#### Problem
The listing should be returned in its entirety, exactly as given.
- Opening Delimiter -
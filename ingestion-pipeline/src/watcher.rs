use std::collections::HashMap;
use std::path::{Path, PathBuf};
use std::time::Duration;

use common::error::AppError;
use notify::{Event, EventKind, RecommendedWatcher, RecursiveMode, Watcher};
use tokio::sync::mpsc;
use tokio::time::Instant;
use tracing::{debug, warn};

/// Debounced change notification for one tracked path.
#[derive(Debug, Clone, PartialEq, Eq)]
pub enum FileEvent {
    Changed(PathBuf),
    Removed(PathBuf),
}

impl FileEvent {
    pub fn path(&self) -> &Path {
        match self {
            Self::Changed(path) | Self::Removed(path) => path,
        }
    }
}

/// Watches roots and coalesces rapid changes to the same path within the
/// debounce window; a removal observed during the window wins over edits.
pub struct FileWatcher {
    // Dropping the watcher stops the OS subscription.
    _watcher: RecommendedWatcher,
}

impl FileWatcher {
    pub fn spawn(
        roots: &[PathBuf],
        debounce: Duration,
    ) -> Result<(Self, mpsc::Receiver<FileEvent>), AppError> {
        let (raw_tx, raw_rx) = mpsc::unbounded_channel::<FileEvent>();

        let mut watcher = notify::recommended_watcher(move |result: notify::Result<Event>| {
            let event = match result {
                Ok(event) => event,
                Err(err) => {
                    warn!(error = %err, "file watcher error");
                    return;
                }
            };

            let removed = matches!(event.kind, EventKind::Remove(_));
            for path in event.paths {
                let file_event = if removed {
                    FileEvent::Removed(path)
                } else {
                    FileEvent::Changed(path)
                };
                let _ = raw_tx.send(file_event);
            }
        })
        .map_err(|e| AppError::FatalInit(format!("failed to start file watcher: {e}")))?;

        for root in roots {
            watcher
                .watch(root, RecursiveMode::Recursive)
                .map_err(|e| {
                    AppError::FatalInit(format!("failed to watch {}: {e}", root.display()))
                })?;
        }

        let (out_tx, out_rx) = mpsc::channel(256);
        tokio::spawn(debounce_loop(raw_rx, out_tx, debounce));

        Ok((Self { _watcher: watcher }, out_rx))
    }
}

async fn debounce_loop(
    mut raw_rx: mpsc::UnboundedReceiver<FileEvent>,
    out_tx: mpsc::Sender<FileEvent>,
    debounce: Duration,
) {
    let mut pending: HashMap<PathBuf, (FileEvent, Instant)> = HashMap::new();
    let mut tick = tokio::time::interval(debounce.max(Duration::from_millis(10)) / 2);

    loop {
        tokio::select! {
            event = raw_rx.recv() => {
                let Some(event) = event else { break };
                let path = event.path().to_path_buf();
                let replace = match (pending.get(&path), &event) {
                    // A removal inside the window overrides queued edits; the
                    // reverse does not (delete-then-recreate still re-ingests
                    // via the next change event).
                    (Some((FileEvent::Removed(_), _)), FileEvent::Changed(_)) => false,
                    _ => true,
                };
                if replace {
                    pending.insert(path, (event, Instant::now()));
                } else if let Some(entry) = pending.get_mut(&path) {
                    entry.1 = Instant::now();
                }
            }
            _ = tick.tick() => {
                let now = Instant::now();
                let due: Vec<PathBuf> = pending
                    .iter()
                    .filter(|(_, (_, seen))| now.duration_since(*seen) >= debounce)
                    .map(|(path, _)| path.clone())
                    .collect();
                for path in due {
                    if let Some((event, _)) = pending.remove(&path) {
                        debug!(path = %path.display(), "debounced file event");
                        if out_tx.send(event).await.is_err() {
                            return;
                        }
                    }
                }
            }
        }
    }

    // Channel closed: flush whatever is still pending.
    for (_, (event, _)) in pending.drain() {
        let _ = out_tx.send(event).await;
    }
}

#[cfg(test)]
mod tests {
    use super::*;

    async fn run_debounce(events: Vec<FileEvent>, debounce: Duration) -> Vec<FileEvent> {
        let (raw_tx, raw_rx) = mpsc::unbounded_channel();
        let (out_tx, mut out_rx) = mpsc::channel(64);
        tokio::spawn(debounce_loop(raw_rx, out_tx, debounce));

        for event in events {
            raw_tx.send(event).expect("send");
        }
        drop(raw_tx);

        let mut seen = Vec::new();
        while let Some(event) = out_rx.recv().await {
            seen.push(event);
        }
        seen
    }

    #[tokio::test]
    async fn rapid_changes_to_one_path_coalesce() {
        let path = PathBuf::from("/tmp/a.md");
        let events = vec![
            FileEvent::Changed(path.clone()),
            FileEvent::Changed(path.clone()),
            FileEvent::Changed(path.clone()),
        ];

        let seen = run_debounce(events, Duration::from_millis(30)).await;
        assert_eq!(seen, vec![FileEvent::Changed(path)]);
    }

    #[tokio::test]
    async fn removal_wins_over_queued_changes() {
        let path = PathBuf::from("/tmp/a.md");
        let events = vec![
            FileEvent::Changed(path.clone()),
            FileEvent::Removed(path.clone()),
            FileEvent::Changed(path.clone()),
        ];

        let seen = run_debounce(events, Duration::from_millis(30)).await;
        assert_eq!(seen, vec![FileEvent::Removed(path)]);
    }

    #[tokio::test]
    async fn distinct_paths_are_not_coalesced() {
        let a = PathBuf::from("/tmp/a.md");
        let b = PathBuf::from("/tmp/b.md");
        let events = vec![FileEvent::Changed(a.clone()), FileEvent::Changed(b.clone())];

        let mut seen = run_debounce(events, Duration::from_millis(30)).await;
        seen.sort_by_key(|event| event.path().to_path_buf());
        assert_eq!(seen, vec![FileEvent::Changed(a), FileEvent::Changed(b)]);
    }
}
- Closing Delimiter -
#### Exercise solution
filename ingestion-pipeline/src/watcher.rs
use std::collections::HashMap;
use std::path::{Path, PathBuf};
use std::time::Duration;

use common::error::AppError;
use notify::{Event, EventKind, RecommendedWatcher, RecursiveMode, Watcher};
use tokio::sync::mpsc;
use tokio::time::Instant;
use tracing::{debug, warn};

/// Debounced change notification for one tracked path.
#[derive(Debug, Clone, PartialEq, Eq)]
pub enum FileEvent {
    Changed(PathBuf),
    Removed(PathBuf),
}

impl FileEvent {
    pub fn path(&self) -> &Path {
        match self {
            Self::Changed(path) | Self::Removed(path) => path,
        }
    }
}

/// Watches roots and coalesces rapid changes to the same path within the
/// debounce window; a removal observed during the window wins over edits.
pub struct FileWatcher {
    // Dropping the watcher stops the OS subscription.
    _watcher: RecommendedWatcher,
}

impl FileWatcher {
    pub fn spawn(
        roots: &[PathBuf],
        debounce: Duration,
    ) -> Result<(Self, mpsc::Receiver<FileEvent>), AppError> {
        let (raw_tx, raw_rx) = mpsc::unbounded_channel::<FileEvent>();

        let mut watcher = notify::recommended_watcher(move |result: notify::Result<Event>| {
            let event = match result {
                Ok(event) => event,
                Err(err) => {
                    warn!(error = %err, "file watcher error");
                    return;
                }
            };

            let removed = matches!(event.kind, EventKind::Remove(_));
            for path in event.paths {
                let file_event = if removed {
                    FileEvent::Removed(path)
                } else {
                    FileEvent::Changed(path)
                };
                let _ = raw_tx.send(file_event);
            }
        })
        .map_err(|e| AppError::FatalInit(format!("failed to start file watcher: {e}")))?;

        for root in roots {
            watcher
                .watch(root, RecursiveMode::Recursive)
                .map_err(|e| {
                    AppError::FatalInit(format!("failed to watch {}: {e}", root.display()))
                })?;
        }

        let (out_tx, out_rx) = mpsc::channel(256);
        tokio::spawn(debounce_loop(raw_rx, out_tx, debounce));

        Ok((Self { _watcher: watcher }, out_rx))
    }
}

async fn debounce_loop(
    mut raw_rx: mpsc::UnboundedReceiver<FileEvent>,
    out_tx: mpsc::Sender<FileEvent>,
    debounce: Duration,
) {
    let mut pending: HashMap<PathBuf, (FileEvent, Instant)> = HashMap::new();
    let mut tick = tokio::time::interval(debounce.max(Duration::from_millis(10)) / 2);

    loop {
        tokio::select! {
            event = raw_rx.recv() => {
                let Some(event) = event else { break };
                let path = event.path().to_path_buf();
                let replace = match (pending.get(&path), &event) {
                    // A removal inside the window overrides queued edits; the
                    // reverse does not (delete-then-recreate still re-ingests
                    // via the next change event).
                    (Some((FileEvent::Removed(_), _)), FileEvent::Changed(_)) => false,
                    _ => true,
                };
                if replace {
                    pending.insert(path, (event, Instant::now()));
                } else if let Some(entry) = pending.get_mut(&path) {
                    entry.1 = Instant::now();
                }
            }
            _ = tick.tick() => {
                let now = Instant::now();
                let due: Vec<PathBuf> = pending
                    .iter()
                    .filter(|(_, (_, seen))| now.duration_since(*seen) >= debounce)
                    .map(|(path, _)| path.clone())
                    .collect();
                for path in due {
                    if let Some((event, _)) = pending.remove(&path) {
                        debug!(path = %path.display(), "debounced file event");
                        if out_tx.send(event).await.is_err() {
                            return;
                        }
                    }
                }
            }
        }
    }

    // Channel closed: flush whatever is still pending.
    for (_, (event, _)) in pending.drain() {
        let _ = out_tx.send(event).await;
    }
}

#[cfg(test)]
mod tests {
    use super::*;

    async fn run_debounce(events: Vec<FileEvent>, debounce: Duration) -> Vec<FileEvent> {
        let (raw_tx, raw_rx) = mpsc::unbounded_channel();
        let (out_tx, mut out_rx) = mpsc::channel(64);
        tokio::spawn(debounce_loop(raw_rx, out_tx, debounce));

        for event in events {
            raw_tx.send(event).expect("send");
        }
        drop(raw_tx);

        let mut seen = Vec::new();
        while let Some(event) = out_rx.recv().await {
            seen.push(event);
        }
        seen
    }

    #[tokio::test]
    async fn rapid_changes_to_one_path_coalesce() {
        let path = PathBuf::from("/tmp/a.md");
        let events = vec![
            FileEvent::Changed(path.clone()),
            FileEvent::Changed(path.clone()),
            FileEvent::Changed(path.clone()),
        ];

        let seen = run_debounce(events, Duration::from_millis(30)).await;
        assert_eq!(seen, vec![FileEvent::Changed(path)]);
    }

    #[tokio::test]
    async fn removal_wins_over_queued_changes() {
        let path = PathBuf::from("/tmp/a.md");
        let events = vec![
            FileEvent::Changed(path.clone()),
            FileEvent::Removed(path.clone()),
            FileEvent::Changed(path.clone()),
        ];

        let seen = run_debounce(events, Duration::from_millis(30)).await;
        assert_eq!(seen, vec![FileEvent::Removed(path)]);
    }

    #[tokio::test]
    async fn distinct_paths_are_not_coalesced() {
        let a = PathBuf::from("/tmp/a.md");
        let b = PathBuf::from("/tmp/b.md");
        let events = vec![FileEvent::Changed(a.clone()), FileEvent::Changed(b.clone())];

        let mut seen = run_debounce(events, Duration::from_millis(30)).await;
        seen.sort_by_key(|event| event.path().to_path_buf());
        assert_eq!(seen, vec![FileEvent::Changed(a), FileEvent::Changed(b)]);
    }
}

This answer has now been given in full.